- Turkish Journal of Science and Technology
- Vol: 18 Issue: 2
- Deep Learning for Physical Damage Detection in Buildings: A Comparison of Transfer Learning Methods
Deep Learning for Physical Damage Detection in Buildings: A Comparison of Transfer Learning Methods
Authors : Betül BEKTAŞ EKİCİ, Saltuk Taha USTAOĞLU
Pages : 291-299
Doi:10.55525/tjst.1291814
View : 154 | Download : 241
Publication Date : 2023-09-01
Article Type : Research Article
Abstract :The detection of physical damage in buildings is a critical task in ensuring the safety and integrity of structures. In this study, the effectiveness of deep learning methods for detecting physical damage in buildings, specifically focusing on cracks, defects, moisture, and undamaged classes was investigated. Transfer learning methods, including VGG16, GoogLeNet, and ResNet50, were used to classify a dataset of 7200 images. The dataset was split into training, validation, and testing sets, and the performance of the models was evaluated by using metrics such as accuracy, precision, recall, and F1-score.
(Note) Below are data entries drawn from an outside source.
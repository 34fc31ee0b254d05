//! Durable key-value storage for the persisted chat snapshot.
//!
//! This module provides:
//! - the `DurableStore` seam the session persists through
//! - a file-backed store for native platforms
//! - `window.localStorage` on wasm32
//! - an in-memory store with an optional quota

use std::collections::HashMap;
use std::sync::{Arc, Mutex, PoisonError};

#[cfg(not(target_arch = "wasm32"))]
use std::{fs, io, path::PathBuf};

#[derive(Debug, thiserror::Error)]
pub enum StorageError {
    #[error("storage I/O failed: {0}")]
    Io(#[from] std::io::Error),

    #[error("storage unavailable: {0}")]
    Unavailable(String),

    #[error("storage quota exceeded: need {needed} bytes, capacity is {capacity}")]
    QuotaExceeded { needed: usize, capacity: usize },

    #[error("failed to serialize snapshot: {0}")]
    Serialize(#[from] serde_json::Error),
}

/// Synchronous string blob storage, scoped to one origin/app.
pub trait DurableStore {
    fn get(&self, key: &str) -> Result<Option<String>, StorageError>;
    fn set(&self, key: &str, value: &str) -> Result<(), StorageError>;
    fn remove(&self, key: &str) -> Result<(), StorageError>;
}

impl<T: DurableStore + ?Sized> DurableStore for Arc<T> {
    fn get(&self, key: &str) -> Result<Option<String>, StorageError> {
        (**self).get(key)
    }

    fn set(&self, key: &str, value: &str) -> Result<(), StorageError> {
        (**self).set(key, value)
    }

    fn remove(&self, key: &str) -> Result<(), StorageError> {
        (**self).remove(key)
    }
}

// ============================================
// In-memory store
// ============================================

/// Process-local store. Clones share the same map, so a test can keep a
/// handle while a session owns another and "reload" by building a second
/// session over the same data.
#[derive(Clone, Default)]
pub struct MemoryStore {
    entries: Arc<Mutex<HashMap<String, String>>>,
    capacity: Option<usize>,
}

impl MemoryStore {
    pub fn new() -> Self {
        Self::default()
    }

    /// Limit the total size of keys plus values, like a browser quota.
    pub fn with_quota(capacity: usize) -> Self {
        Self {
            entries: Arc::default(),
            capacity: Some(capacity),
        }
    }

    /// Insert a raw value, bypassing the quota. Handy for seeding corrupt data.
    pub fn seed(&self, key: &str, value: &str) {
        self.lock().insert(key.to_string(), value.to_string());
    }

    fn lock(&self) -> std::sync::MutexGuard<'_, HashMap<String, String>> {
        self.entries.lock().unwrap_or_else(PoisonError::into_inner)
    }
}

impl DurableStore for MemoryStore {
    fn get(&self, key: &str) -> Result<Option<String>, StorageError> {
        Ok(self.lock().get(key).cloned())
    }

    fn set(&self, key: &str, value: &str) -> Result<(), StorageError> {
        let mut entries = self.lock();
        if let Some(capacity) = self.capacity {
            let others: usize = entries
                .iter()
                .filter(|(existing, _)| existing.as_str() != key)
                .map(|(k, v)| k.len() + v.len())
                .sum();
            let needed = others + key.len() + value.len();
            if needed > capacity {
                return Err(StorageError::QuotaExceeded { needed, capacity });
            }
        }
        entries.insert(key.to_string(), value.to_string());
        Ok(())
    }

    fn remove(&self, key: &str) -> Result<(), StorageError> {
        self.lock().remove(key);
        Ok(())
    }
}

// ============================================
// File store (native platforms)
// ============================================

/// One `<key>.json` file per key under a storage directory.
#[cfg(not(target_arch = "wasm32"))]
#[derive(Clone, Debug)]
pub struct FileStore {
    root: PathBuf,
}

#[cfg(not(target_arch = "wasm32"))]
impl FileStore {
    /// Store under the platform's local data directory for `app_id`.
    pub fn for_app(app_id: &str) -> Self {
        let safe_id = sanitize_key(app_id);
        let root = match dirs::data_local_dir() {
            Some(data_dir) => data_dir.join(safe_id).join("storage"),
            None => PathBuf::from("cache").join(safe_id).join("storage"),
        };
        Self { root }
    }

    pub fn at(root: impl Into<PathBuf>) -> Self {
        Self { root: root.into() }
    }

    fn path_for(&self, key: &str) -> PathBuf {
        self.root.join(format!("{}.json", sanitize_key(key)))
    }
}

#[cfg(not(target_arch = "wasm32"))]
impl DurableStore for FileStore {
    fn get(&self, key: &str) -> Result<Option<String>, StorageError> {
        match fs::read_to_string(self.path_for(key)) {
            Ok(raw) => Ok(Some(raw)),
            Err(err) if err.kind() == io::ErrorKind::NotFound => Ok(None),
            Err(err) => Err(err.into()),
        }
    }

    fn set(&self, key: &str, value: &str) -> Result<(), StorageError> {
        fs::create_dir_all(&self.root)?;
        fs::write(self.path_for(key), value)?;
        Ok(())
    }

    fn remove(&self, key: &str) -> Result<(), StorageError> {
        match fs::remove_file(self.path_for(key)) {
            Ok(()) => Ok(()),
            Err(err) if err.kind() == io::ErrorKind::NotFound => Ok(()),
            Err(err) => Err(err.into()),
        }
    }
}

// ============================================
// Browser localStorage (wasm32)
// ============================================

#[cfg(target_arch = "wasm32")]
pub struct LocalStorage {
    storage: web_sys::Storage,
}

#[cfg(target_arch = "wasm32")]
impl LocalStorage {
    pub fn open() -> Result<Self, StorageError> {
        let window =
            web_sys::window().ok_or_else(|| StorageError::Unavailable("no window".into()))?;
        match window.local_storage() {
            Ok(Some(storage)) => Ok(Self { storage }),
            Ok(None) => Err(StorageError::Unavailable("localStorage disabled".into())),
            Err(err) => Err(StorageError::Unavailable(format!("{err:?}"))),
        }
    }
}

#[cfg(target_arch = "wasm32")]
impl DurableStore for LocalStorage {
    fn get(&self, key: &str) -> Result<Option<String>, StorageError> {
        self.storage
            .get_item(key)
            .map_err(|err| StorageError::Unavailable(format!("{err:?}")))
    }

    fn set(&self, key: &str, value: &str) -> Result<(), StorageError> {
        // Browsers throw QuotaExceededError here; the size is not exposed.
        self.storage
            .set_item(key, value)
            .map_err(|err| StorageError::Unavailable(format!("{err:?}")))
    }

    fn remove(&self, key: &str) -> Result<(), StorageError> {
        self.storage
            .remove_item(key)
            .map_err(|err| StorageError::Unavailable(format!("{err:?}")))
    }
}

#[cfg(not(target_arch = "wasm32"))]
pub type PlatformStore = FileStore;

#[cfg(target_arch = "wasm32")]
pub type PlatformStore = LocalStorage;

/// The durable store a real session should use on this platform.
#[cfg(not(target_arch = "wasm32"))]
pub fn platform_store(app_id: &str) -> Result<PlatformStore, StorageError> {
    Ok(FileStore::for_app(app_id))
}

#[cfg(target_arch = "wasm32")]
pub fn platform_store(_app_id: &str) -> Result<PlatformStore, StorageError> {
    LocalStorage::open()
}

/// Sanitize a storage key for filesystem use
fn sanitize_key(key: &str) -> String {
    key.chars()
        .map(|c| {
            if c.is_ascii_alphanumeric() || c == '-' || c == '_' {
                c
            } else {
                '_'
            }
        })
        .take(64)
        .collect()
}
Results show that all three models achieved high accuracy on the test set, with VGG16 and ResNet50 outperforming GoogLeNet. Additionally, precision, recall, and F1-score metrics indicate strong performance across all classes, with VGG16 and ResNet50 achieving particularly high scores. It is demonstrated the effectiveness of deep learning methods for physical damage detection in buildings and provides insights into the comparative performance of transfer learning methods.Keywords : Yapısal hasar sınıflandırması, derin öğrenme, evrişimli sinir ağları, transfer öğrenme.